DOL Issues Advisory on Non-Parent FMLA Leave
The U.S. Department of Labor (DOL) issued a written advisory on June 22 to clarify when employees may take FMLA leave for children who are not their natural or legal sons or daughters.
While much of the publicity related to the advisory focuses on its application to same-sex parents, the DOL's Administrative Interpretation No. 2010-3, which cites the "in loco parentis" portion of the FMLA regulation that defines "son or daughter" for purposes of FMLA leave, is a good reminder to employers that any employee's request for leave related to a child in his home should not be automatically denied simply because the employee is not the child's natural or legal parent.
An eligible employee may take FMLA leave for the birth, adoption, or foster placement of a son or daughter in his home or to care for a son or daughter with a serious health condition. FMLA regulations provide that such leave is available not just for biological, adopted, or foster children, but also for stepchildren, legal wards, and any other child for whom the employee is "standing in loco parentis." The FMLA regulations note that no biological or legal relationship between the employee and child is necessary--leave is available on an "in loco parentis" basis for any employee "with day-to-day responsibilities to care for and financially support a child."
The DOL's Administrative Interpretation
In a press release announcing the Administrative Interpretation yesterday, the DOL stated that its experience in administering the FMLA showed that employers and employees alike have been unsure of how the FMLA applies when there is no legal or biological parent-child relationship.
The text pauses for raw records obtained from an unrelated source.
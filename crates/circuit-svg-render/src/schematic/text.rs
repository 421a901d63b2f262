use super::{FONT_SIZE, SchematicDispatcher};
use crate::node::SvgNode;
use crate::primitives;
use crate::text::{TextMeasurer, anchored_text_box};
use circuit_svg_core::element::SchematicText;
use circuit_svg_core::geom::Point;

fn font_size(t: &SchematicText) -> f64 {
    t.font_size.filter(|s| s.is_finite() && *s > 0.0).unwrap_or(FONT_SIZE)
}

/// Estimated real-world text box, rotated with the text.
pub(super) fn text_box(t: &SchematicText, measurer: &dyn TextMeasurer) -> [Point; 4] {
    anchored_text_box(
        measurer,
        &t.text,
        font_size(t),
        t.position.to_point(),
        t.anchor,
        t.rotation,
    )
}

pub(super) fn text(d: &SchematicDispatcher<'_>, t: &SchematicText) -> Vec<SvgNode> {
    let mut node = primitives::text(
        "schematic-text",
        &t.text,
        d.screen(t.position.to_point()),
        d.px(font_size(t)),
        t.anchor,
        t.rotation,
    );
    if let Some(color) = &t.color {
        // Inline style so the per-text color beats the class rule.
        node.set_attr("style", format!("fill: {color}"));
    }
    vec![node]
}
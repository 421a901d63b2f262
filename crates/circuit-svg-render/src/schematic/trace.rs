use super::{JUNCTION_RADIUS, STROKE_WIDTH, SchematicDispatcher};
use crate::node::SvgNode;
use crate::primitives;
use circuit_svg_core::element::{Position, SchematicTrace};
use circuit_svg_core::geom::Point;

pub(super) fn trace(d: &SchematicDispatcher<'_>, t: &SchematicTrace) -> Vec<SvgNode> {
    if t.edges.is_empty() && t.junctions.is_empty() {
        return Vec::new();
    }

    let stroke = d.px(STROKE_WIDTH);
    let mut group = SvgNode::new("g")
        .attr("class", "trace")
        .attr("data-schematic-trace-id", t.schematic_trace_id.as_str());

    for edge in &t.edges {
        let from = endpoint(d, edge.from, edge.from_schematic_port_id.as_deref());
        let to = endpoint(d, edge.to, edge.to_schematic_port_id.as_deref());
        group.push(primitives::polyline(
            "trace-line",
            &[d.screen(from), d.screen(to)],
            stroke,
        ));
    }
    for j in &t.junctions {
        group.push(primitives::circle(
            "trace-junction",
            d.screen(j.to_point()),
            d.px(JUNCTION_RADIUS),
        ));
    }
    vec![group]
}

/// A port reference wins over the stored coordinate so wires stay attached to moved pins.
fn endpoint(d: &SchematicDispatcher<'_>, stored: Position, port_id: Option<&str>) -> Point {
    port_id
        .and_then(|id| d.index.schematic_port(id))
        .map_or(stored, |port| port.center)
        .to_point()
}
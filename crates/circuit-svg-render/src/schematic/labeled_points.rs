use crate::node::SvgNode;
use crate::options::LabeledPoint;
use crate::primitives;
use crate::svg::{fmt, fmt_path};
use crate::transform::ViewportTransform;
use circuit_svg_core::element::TextAnchor;
use circuit_svg_core::geom;

const ARM_PX: f64 = 5.0;
const DOT_RADIUS_PX: f64 = 3.0;
const LABEL_OFFSET_PX: f64 = 6.0;
const LABEL_FONT_PX: f64 = 12.0;

pub(super) fn labeled_points_overlay(
    transform: &ViewportTransform,
    points: &[LabeledPoint],
) -> SvgNode {
    let mut group = SvgNode::new("g").attr("class", "labeled-points");
    for lp in points {
        let at = transform.apply_xy(lp.x, lp.y);
        let (x, y) = (at.x, at.y);
        let cross = format!(
            "M {} {} L {} {} M {} {} L {} {}",
            fmt_path(x - ARM_PX),
            fmt_path(y),
            fmt_path(x + ARM_PX),
            fmt_path(y),
            fmt_path(x),
            fmt_path(y - ARM_PX),
            fmt_path(x),
            fmt_path(y + ARM_PX),
        );
        group.push(
            SvgNode::new("g")
                .attr("class", "labeled-point")
                .child(
                    SvgNode::new("path")
                        .attr("class", "labeled-point-cross")
                        .attr("d", cross),
                )
                .child(primitives::circle("labeled-point-dot", at, DOT_RADIUS_PX))
                .child(primitives::text(
                    "labeled-point-text",
                    &format!("{} ({}, {})", lp.label, fmt(lp.x), fmt(lp.y)),
                    geom::point(x + LABEL_OFFSET_PX, y - LABEL_OFFSET_PX),
                    LABEL_FONT_PX,
                    TextAnchor::BottomLeft,
                    0.0,
                )),
        );
    }
    group
}

#[cfg(test)]
mod tests {
    use super::*;

    #[test]
    fn each_point_gets_cross_dot_and_coordinates() {
        let t = ViewportTransform::from_svg_coefficients(10.0, 0.0, 0.0, -10.0, 100.0, 100.0);
        let overlay = labeled_points_overlay(
            &t,
            &[LabeledPoint {
                x: 1.5,
                y: -2.0,
                label: "A".to_string(),
            }],
        );
        let point = &overlay.children[0];
        assert_eq!(point.children.len(), 3);
        assert_eq!(point.children[1].get_attr("cx"), Some("115"));
        assert_eq!(point.children[1].get_attr("cy"), Some("120"));
        assert_eq!(point.children[2].value, "A (1.5, -2)");
    }
}
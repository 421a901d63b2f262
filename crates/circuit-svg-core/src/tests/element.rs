use crate::element::*;
use crate::*;
use serde::Deserialize;
use serde_json::json;

fn parse(value: serde_json::Value) -> CircuitElement {
    CircuitElement::deserialize(&value).unwrap()
}

#[test]
fn schematic_component_defaults_rotation_and_source() {
    let el = parse(json!({
        "type": "schematic_component",
        "schematic_component_id": "sc1",
        "center": { "x": 1.0, "y": 2.0 },
        "size": { "width": 3.0, "height": 4.0 }
    }));
    let CircuitElement::SchematicComponent(c) = el else {
        panic!("expected schematic_component");
    };
    assert_eq!(c.rotation, 0.0);
    assert_eq!(c.source_component_id, None);
    assert_eq!(c.center, Position::new(1.0, 2.0));
}

#[test]
fn debug_objects_are_tagged_by_shape() {
    let el = parse(json!({
        "type": "schematic_debug_object",
        "shape": "line",
        "start": { "x": 0, "y": 0 },
        "end": { "x": 1, "y": 1 },
        "label": "marker"
    }));
    let CircuitElement::SchematicDebugObject(DebugObject::Line { label, .. }) = el else {
        panic!("expected a debug line");
    };
    assert_eq!(label.as_deref(), Some("marker"));
}

#[test]
fn pcb_pads_and_routes_use_nested_tags() {
    let pad = parse(json!({
        "type": "pcb_smtpad",
        "shape": "circle",
        "x": 1, "y": 1, "radius": 0.5,
        "layer": "bottom"
    }));
    let CircuitElement::PcbSmtpad(pad) = pad else {
        panic!("expected pcb_smtpad");
    };
    assert_eq!(pad.layer(), PcbLayer::Bottom);

    let trace = parse(json!({
        "type": "pcb_trace",
        "route": [
            { "route_type": "wire", "x": 0, "y": 0, "width": 0.2, "layer": "inner1" },
            { "route_type": "via", "x": 1, "y": 0 }
        ]
    }));
    let CircuitElement::PcbTrace(trace) = trace else {
        panic!("expected pcb_trace");
    };
    assert!(matches!(
        trace.route[0],
        PcbRoutePoint::Wire { layer: PcbLayer::Inner, .. }
    ));
    assert_eq!(trace.route[1].position(), Position::new(1.0, 0.0));
}

#[test]
fn unknown_types_become_the_unknown_variant() {
    let el = parse(json!({ "type": "future_widget", "x": 3, "anything": [1, 2] }));
    assert_eq!(el, CircuitElement::Unknown);
    assert_eq!(el.element_type(), "unknown");
}

#[test]
fn board_thickness_has_a_default() {
    let el = parse(json!({
        "type": "pcb_board",
        "center": { "x": 0, "y": 0 },
        "width": 10, "height": 5
    }));
    let CircuitElement::PcbBoard(board) = el else {
        panic!("expected pcb_board");
    };
    assert_eq!(board.thickness, 1.4);
    assert!(board.outline.is_empty());
}

#[test]
fn index_resolves_ports_and_components_by_id() {
    let elements = vec![
        parse(json!({
            "type": "schematic_port",
            "schematic_port_id": "p1",
            "center": { "x": 5, "y": 6 }
        })),
        parse(json!({
            "type": "source_component",
            "source_component_id": "s1",
            "name": "R1"
        })),
        parse(json!({
            "type": "schematic_port",
            "schematic_port_id": "p1",
            "center": { "x": 9, "y": 9 }
        })),
    ];
    let index = ElementIndex::new(&elements);
    assert_eq!(
        index.schematic_port("p1").map(|p| p.center),
        Some(Position::new(5.0, 6.0))
    );
    assert_eq!(
        index.source_component("s1").map(|s| s.name.as_str()),
        Some("R1")
    );
    assert!(index.pcb_component("missing").is_none());
}
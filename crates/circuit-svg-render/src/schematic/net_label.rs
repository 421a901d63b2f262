use super::{FONT_SIZE, LABEL_PADDING, STROKE_WIDTH, SchematicDispatcher};
use crate::node::SvgNode;
use crate::primitives;
use crate::text::{TextMeasurer, TextStyle};
use circuit_svg_core::element::{AnchorSide, SchematicNetLabel, TextAnchor};
use circuit_svg_core::geom::{self, Point};

/// Direction the flag body extends from its anchor, as a counter-clockwise angle.
fn body_angle(side: AnchorSide) -> f64 {
    match side {
        AnchorSide::Left => 0.0,
        AnchorSide::Bottom => 90.0,
        AnchorSide::Right => 180.0,
        AnchorSide::Top => 270.0,
    }
}

struct FlagShape {
    arrow: f64,
    body_width: f64,
    half_height: f64,
}

fn flag_shape(label: &SchematicNetLabel, measurer: &dyn TextMeasurer) -> FlagShape {
    let metrics = measurer.measure(&label.text, &TextStyle::sized(FONT_SIZE));
    let height = FONT_SIZE + 2.0 * LABEL_PADDING;
    FlagShape {
        arrow: height / 2.0,
        body_width: metrics.width + 2.0 * LABEL_PADDING,
        half_height: height / 2.0,
    }
}

fn place(label: &SchematicNetLabel, local: Point) -> Point {
    let anchor = label.center.to_point();
    let moved = geom::point(anchor.x + local.x, anchor.y + local.y);
    geom::rotate_about(moved, anchor, body_angle(label.anchor_side))
}

/// Flag outline in real coordinates: the point sits on the anchor, the body extends away from it.
pub(super) fn outline(label: &SchematicNetLabel, measurer: &dyn TextMeasurer) -> [Point; 5] {
    let s = flag_shape(label, measurer);
    let far = s.arrow + s.body_width;
    [
        geom::point(0.0, 0.0),
        geom::point(s.arrow, s.half_height),
        geom::point(far, s.half_height),
        geom::point(far, -s.half_height),
        geom::point(s.arrow, -s.half_height),
    ]
    .map(|p| place(label, p))
}

pub(super) fn net_label(d: &SchematicDispatcher<'_>, label: &SchematicNetLabel) -> Vec<SvgNode> {
    let s = flag_shape(label, d.measurer);
    let outline: Vec<Point> = outline(label, d.measurer)
        .iter()
        .map(|p| d.screen(*p))
        .collect();
    let text_center = d.screen(place(
        label,
        geom::point(s.arrow + s.body_width / 2.0, 0.0),
    ));
    let text_rotation = match label.anchor_side {
        AnchorSide::Left | AnchorSide::Right => 0.0,
        AnchorSide::Top | AnchorSide::Bottom => 90.0,
    };

    let mut group = SvgNode::new("g").attr("class", "net-label");
    if let Some(id) = &label.schematic_net_label_id {
        group.set_attr("data-schematic-net-label-id", id.as_str());
    }
    group.push(
        primitives::polygon("net-label-flag", &outline).num("stroke-width", d.px(STROKE_WIDTH)),
    );
    group.push(primitives::text(
        "net-label-text",
        &label.text,
        text_center,
        d.px(FONT_SIZE),
        TextAnchor::Center,
        text_rotation,
    ));
    vec![group]
}

#[cfg(test)]
mod tests {
    use super::*;
    use crate::text::DeterministicTextMeasurer;
    use circuit_svg_core::element::Position;

    fn label(side: AnchorSide) -> SchematicNetLabel {
        SchematicNetLabel {
            schematic_net_label_id: None,
            center: Position::new(1.0, 2.0),
            anchor_side: side,
            text: "VCC".to_string(),
        }
    }

    #[test]
    fn flag_points_at_anchor_and_extends_away() {
        let m = DeterministicTextMeasurer::default();
        let left = outline(&label(AnchorSide::Left), &m);
        assert_eq!(left[0], geom::point(1.0, 2.0));
        assert!(left[2].x > 1.0);

        let right = outline(&label(AnchorSide::Right), &m);
        assert!(right[2].x < 1.0);

        let bottom = outline(&label(AnchorSide::Bottom), &m);
        assert!(bottom[2].y > 2.0);

        let top = outline(&label(AnchorSide::Top), &m);
        assert!(top[2].y < 2.0);
    }

    #[test]
    fn flag_width_follows_text_length() {
        let m = DeterministicTextMeasurer::default();
        let mut long = label(AnchorSide::Left);
        long.text = "VERY_LONG_NET".to_string();
        let short = outline(&label(AnchorSide::Left), &m);
        let long = outline(&long, &m);
        assert!(long[2].x > short[2].x);
    }
}
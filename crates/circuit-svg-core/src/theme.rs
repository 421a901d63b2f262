//! Color tables for the schematic, board and topdown views.
//!
//! A [`Theme`] is an immutable value handed to the renderer; nothing here is global. Partial
//! overrides are applied with [`Theme::with_overrides`], which deep-merges a JSON object onto the
//! serialized defaults.

use crate::config::deep_merge;
use crate::{Error, Result};
use serde::{Deserialize, Serialize};
use serde_json::Value;

#[derive(Debug, Clone, PartialEq, Serialize, Deserialize)]
#[serde(default)]
pub struct Theme {
    pub font_family: String,
    pub schematic: SchematicColors,
    pub pcb: PcbColors,
    pub topdown: TopdownColors,
}

impl Default for Theme {
    fn default() -> Self {
        Self {
            font_family: "sans-serif".to_string(),
            schematic: SchematicColors::default(),
            pcb: PcbColors::default(),
            topdown: TopdownColors::default(),
        }
    }
}

impl Theme {
    /// Returns a copy of `self` with `overrides` merged in.
    ///
    /// `overrides` must be a JSON object mirroring the theme's shape; unknown keys are ignored.
    pub fn with_overrides(&self, overrides: &Value) -> Result<Self> {
        if !overrides.is_object() {
            return Err(Error::InvalidTheme {
                message: "theme overrides must be a JSON object".to_string(),
            });
        }
        let mut base = serde_json::to_value(self)?;
        deep_merge(&mut base, overrides);
        Theme::deserialize(&base).map_err(|err| Error::InvalidTheme {
            message: err.to_string(),
        })
    }
}

#[derive(Debug, Clone, PartialEq, Serialize, Deserialize)]
#[serde(default)]
pub struct SchematicColors {
    pub background: String,
    pub grid: String,
    pub grid_label: String,
    pub wire: String,
    pub junction: String,
    pub component_outline: String,
    pub component_body: String,
    pub pin: String,
    pub pin_number: String,
    pub reference: String,
    pub net_label: String,
    pub net_label_text: String,
    pub text: String,
    pub debug: String,
    pub probe: String,
    pub labeled_point: String,
}

impl Default for SchematicColors {
    fn default() -> Self {
        Self {
            background: "#F5F1ED".to_string(),
            grid: "#d8d2cb".to_string(),
            grid_label: "#a39d96".to_string(),
            wire: "#008400".to_string(),
            junction: "#008400".to_string(),
            component_outline: "#840000".to_string(),
            component_body: "#FFFFC2".to_string(),
            pin: "#840000".to_string(),
            pin_number: "#A90000".to_string(),
            reference: "#006464".to_string(),
            net_label: "#840000".to_string(),
            net_label_text: "#000000".to_string(),
            text: "#000000".to_string(),
            debug: "#ff0000".to_string(),
            probe: "#c800c8".to_string(),
            labeled_point: "#2563eb".to_string(),
        }
    }
}

#[derive(Debug, Clone, PartialEq, Serialize, Deserialize)]
#[serde(default)]
pub struct PcbColors {
    pub background: String,
    pub board: String,
    pub board_outline: String,
    pub top_copper: String,
    pub bottom_copper: String,
    pub drill: String,
    pub silkscreen_top: String,
    pub silkscreen_bottom: String,
    pub component_outline: String,
}

impl Default for PcbColors {
    fn default() -> Self {
        Self {
            background: "#000000".to_string(),
            board: "#0f3d1f".to_string(),
            board_outline: "rgba(255, 255, 255, 0.5)".to_string(),
            top_copper: "rgb(200, 52, 52)".to_string(),
            bottom_copper: "rgb(77, 127, 196)".to_string(),
            drill: "#FF26E2".to_string(),
            silkscreen_top: "#f2eda1".to_string(),
            silkscreen_bottom: "#5da9e9".to_string(),
            component_outline: "rgba(255, 255, 255, 0.35)".to_string(),
        }
    }
}

#[derive(Debug, Clone, PartialEq, Serialize, Deserialize)]
#[serde(default)]
pub struct TopdownColors {
    pub background: String,
    pub board: String,
    pub component_body: String,
    pub pad: String,
    pub hole: String,
    /// Multiplier applied to a face color for the visible side faces (0..1).
    pub side_shade: f64,
}

impl Default for TopdownColors {
    fn default() -> Self {
        Self {
            background: "#ffffff".to_string(),
            board: "#0a6e2f".to_string(),
            component_body: "#3b3b3b".to_string(),
            pad: "#c9a227".to_string(),
            hole: "#1a1a1a".to_string(),
            side_shade: 0.65,
        }
    }
}

#[derive(Debug, Clone, Copy)]
struct Rgb01 {
    r: f64,
    g: f64,
    b: f64,
}

fn parse_hex_rgb01(s: &str) -> Option<Rgb01> {
    let s = s.trim();
    let hex = s.strip_prefix('#')?;
    let (r, g, b) = match hex.len() {
        3 => {
            let r = u8::from_str_radix(&hex[0..1].repeat(2), 16).ok()?;
            let g = u8::from_str_radix(&hex[1..2].repeat(2), 16).ok()?;
            let b = u8::from_str_radix(&hex[2..3].repeat(2), 16).ok()?;
            (r, g, b)
        }
        6 => {
            let r = u8::from_str_radix(&hex[0..2], 16).ok()?;
            let g = u8::from_str_radix(&hex[2..4], 16).ok()?;
            let b = u8::from_str_radix(&hex[4..6], 16).ok()?;
            (r, g, b)
        }
        _ => return None,
    };
    Some(Rgb01 {
        r: (r as f64) / 255.0,
        g: (g as f64) / 255.0,
        b: (b as f64) / 255.0,
    })
}

fn rgb01_to_hex(rgb: Rgb01) -> String {
    let r = (rgb.r.clamp(0.0, 1.0) * 255.0).round() as i64;
    let g = (rgb.g.clamp(0.0, 1.0) * 255.0).round() as i64;
    let b = (rgb.b.clamp(0.0, 1.0) * 255.0).round() as i64;
    format!(
        "#{:02x}{:02x}{:02x}",
        r.clamp(0, 255),
        g.clamp(0, 255),
        b.clamp(0, 255)
    )
}

/// Scales a `#rgb` / `#rrggbb` color by `factor`. Non-hex colors are returned unchanged.
pub fn shade_hex(color: &str, factor: f64) -> String {
    let Some(rgb) = parse_hex_rgb01(color) else {
        return color.to_string();
    };
    let factor = if factor.is_finite() { factor.max(0.0) } else { 1.0 };
    rgb01_to_hex(Rgb01 {
        r: rgb.r * factor,
        g: rgb.g * factor,
        b: rgb.b * factor,
    })
}
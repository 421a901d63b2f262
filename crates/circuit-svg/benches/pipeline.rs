use circuit_svg::render::{convert_to_3d_svg, convert_to_pcb_svg, convert_to_schematic_svg};
use circuit_svg::{
    CircuitJson, LoadOptions, PcbSvgOptions, SvgRenderOptions, TopdownSvgOptions,
};
use criterion::{BatchSize, Criterion, criterion_group, criterion_main};

fn fixtures() -> Vec<(&'static str, &'static str)> {
    vec![
        (
            "schematic_basic",
            include_str!("../../../fixtures/circuits/schematic_basic.json"),
        ),
        (
            "board_basic",
            include_str!("../../../fixtures/circuits/board_basic.json"),
        ),
    ]
}

fn bench_load_only(c: &mut Criterion) {
    let mut group = c.benchmark_group("load_only");
    for (name, input) in fixtures() {
        group.bench_function(name, |b| {
            b.iter(|| {
                let _ = CircuitJson::from_json_str(input, LoadOptions::default()).unwrap();
            });
        });
    }
    group.finish();
}

fn bench_render_views(c: &mut Criterion) {
    let schematic = SvgRenderOptions::default();
    let pcb = PcbSvgOptions::default();
    let topdown = TopdownSvgOptions::default();

    let mut group = c.benchmark_group("render_views");
    for (name, input) in fixtures() {
        let circuit = CircuitJson::from_json_str(input, LoadOptions::default()).unwrap();
        group.bench_function(format!("{name}/schematic"), |b| {
            b.iter(|| convert_to_schematic_svg(circuit.elements(), &schematic).unwrap());
        });
        group.bench_function(format!("{name}/pcb"), |b| {
            b.iter(|| convert_to_pcb_svg(circuit.elements(), &pcb).unwrap());
        });
        group.bench_function(format!("{name}/topdown"), |b| {
            b.iter(|| convert_to_3d_svg(circuit.elements(), &topdown).unwrap());
        });
    }
    group.finish();
}

fn bench_end_to_end(c: &mut Criterion) {
    let options = SvgRenderOptions::default();

    let mut group = c.benchmark_group("json_to_schematic_svg");
    for (name, input) in fixtures() {
        group.bench_function(name, |b| {
            b.iter_batched(
                || input,
                |text| {
                    let _svg =
                        circuit_svg::convert_circuit_json_to_schematic_svg(text, &options).unwrap();
                },
                BatchSize::SmallInput,
            );
        });
    }
    group.finish();
}

criterion_group!(
    benches,
    bench_load_only,
    bench_render_views,
    bench_end_to_end
);
criterion_main!(benches);
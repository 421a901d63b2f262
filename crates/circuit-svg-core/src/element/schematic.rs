use super::{Extent, Position};
use serde::{Deserialize, Serialize};

/// Logical component; carries the display name schematic components refer to.
#[derive(Debug, Clone, PartialEq, Serialize, Deserialize)]
pub struct SourceComponent {
    pub source_component_id: String,
    pub name: String,
    #[serde(default)]
    pub ftype: Option<String>,
}

#[derive(Debug, Clone, PartialEq, Serialize, Deserialize)]
pub struct SchematicComponent {
    pub schematic_component_id: String,
    #[serde(default)]
    pub source_component_id: Option<String>,
    pub center: Position,
    pub size: Extent,
    /// Counter-clockwise rotation in degrees.
    #[serde(default)]
    pub rotation: f64,
}

#[derive(Debug, Clone, Copy, PartialEq, Eq, Serialize, Deserialize)]
#[serde(rename_all = "lowercase")]
pub enum FacingDirection {
    Up,
    Down,
    Left,
    Right,
}

#[derive(Debug, Clone, PartialEq, Serialize, Deserialize)]
pub struct SchematicPort {
    pub schematic_port_id: String,
    #[serde(default)]
    pub schematic_component_id: Option<String>,
    pub center: Position,
    #[serde(default)]
    pub facing_direction: Option<FacingDirection>,
    #[serde(default)]
    pub pin_number: Option<u32>,
}

#[derive(Debug, Clone, PartialEq, Serialize, Deserialize)]
pub struct SchematicTraceEdge {
    pub from: Position,
    pub to: Position,
    #[serde(default)]
    pub from_schematic_port_id: Option<String>,
    #[serde(default)]
    pub to_schematic_port_id: Option<String>,
}

#[derive(Debug, Clone, PartialEq, Serialize, Deserialize)]
pub struct SchematicTrace {
    pub schematic_trace_id: String,
    pub edges: Vec<SchematicTraceEdge>,
    #[serde(default)]
    pub junctions: Vec<Position>,
}

/// Side of the label box that touches the net.
#[derive(Debug, Clone, Copy, PartialEq, Eq, Default, Serialize, Deserialize)]
#[serde(rename_all = "lowercase")]
pub enum AnchorSide {
    #[default]
    Left,
    Right,
    Top,
    Bottom,
}

#[derive(Debug, Clone, PartialEq, Serialize, Deserialize)]
pub struct SchematicNetLabel {
    #[serde(default)]
    pub schematic_net_label_id: Option<String>,
    pub center: Position,
    #[serde(default)]
    pub anchor_side: AnchorSide,
    pub text: String,
}

#[derive(Debug, Clone, Copy, PartialEq, Eq, Default, Serialize, Deserialize)]
#[serde(rename_all = "snake_case")]
pub enum TextAnchor {
    #[default]
    Center,
    Left,
    Right,
    Top,
    Bottom,
    TopLeft,
    TopRight,
    BottomLeft,
    BottomRight,
}

#[derive(Debug, Clone, PartialEq, Serialize, Deserialize)]
pub struct SchematicText {
    #[serde(default)]
    pub schematic_text_id: Option<String>,
    pub position: Position,
    pub text: String,
    #[serde(default)]
    pub anchor: TextAnchor,
    /// Counter-clockwise rotation in degrees.
    #[serde(default)]
    pub rotation: f64,
    #[serde(default)]
    pub font_size: Option<f64>,
    #[serde(default)]
    pub color: Option<String>,
}

/// Axis-aligned box; `x`/`y` is the lower-left corner in real-world units.
#[derive(Debug, Clone, PartialEq, Serialize, Deserialize)]
pub struct SchematicBox {
    pub x: f64,
    pub y: f64,
    pub width: f64,
    pub height: f64,
    #[serde(default)]
    pub is_dashed: bool,
}

#[derive(Debug, Clone, PartialEq, Serialize, Deserialize)]
pub struct SchematicLine {
    pub x1: f64,
    pub y1: f64,
    pub x2: f64,
    pub y2: f64,
}

#[derive(Debug, Clone, PartialEq, Serialize, Deserialize)]
#[serde(tag = "shape", rename_all = "snake_case")]
pub enum DebugObject {
    Rect {
        center: Position,
        size: Extent,
        #[serde(default)]
        label: Option<String>,
    },
    Line {
        start: Position,
        end: Position,
        #[serde(default)]
        label: Option<String>,
    },
    Point {
        center: Position,
        #[serde(default)]
        label: Option<String>,
    },
}

#[derive(Debug, Clone, PartialEq, Serialize, Deserialize)]
pub struct SchematicVoltageProbe {
    pub position: Position,
    #[serde(default)]
    pub schematic_trace_id: Option<String>,
    #[serde(default)]
    pub name: Option<String>,
    #[serde(default)]
    pub voltage: Option<f64>,
}
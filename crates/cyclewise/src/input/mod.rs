//! Input parsing and data source handling.

mod parser;
mod source;

pub use parser::{Parser, ParserConfig};
pub use source::{Column, ColumnValues, RawDataset, SourceMetadata};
DOL stated that "in loco parentis"-based leave could be appropriate for employees who have day-to-day responsibilities to care for a child even if the employee does not otherwise provide direct financial support for the child. DOL noted that neither the FMLA law nor its regulations contain any restriction on the number of "parents" a child may have for FMLA leave purposes.
As further guidance, the DOL cited several examples of when "in loco parentis" FMLA leave would likely be appropriate for an employee:
- Where an employee who is a grandparent takes in the grandchild and assumes ongoing responsibility for the child's care because the parents are unable to do so;
- Where an aunt assumes responsibility for raising a child after the death of the child's parents;
- Where an employee will share equally in raising a child with a same-sex partner who is the child's biological, adoptive, or foster parent.
To provide a contrasting example, the DOL noted that an employee who is temporarily caring for a child while the child's parents are on vacation would not be considered "in loco parentis" to the child.
Guidance for Employers
No change in FMLA administration is necessary, and no new leave rights have been extended. The DOL's Administrative Interpretation (which replaces its former practice of issuing case-specific Opinion Letters) does not have the binding force of law, but instead serves as a guide to the department's current interpretation of existing regulations.
Employers should continue to evaluate FMLA leave requests by confirming (1) the employee's eligibility for leave (e.g., 12 months of employment, 1250 hours, etc.) and (2) the FMLA basis for the leave (e.g., serious health condition, birth, adoption placement, etc.). When an eligible employee requests FMLA-based leave for an unrelated child, employers should ascertain whether the employee has responsibility for the child's day-to-day care with some degree of permanence, and grant leave accordingly.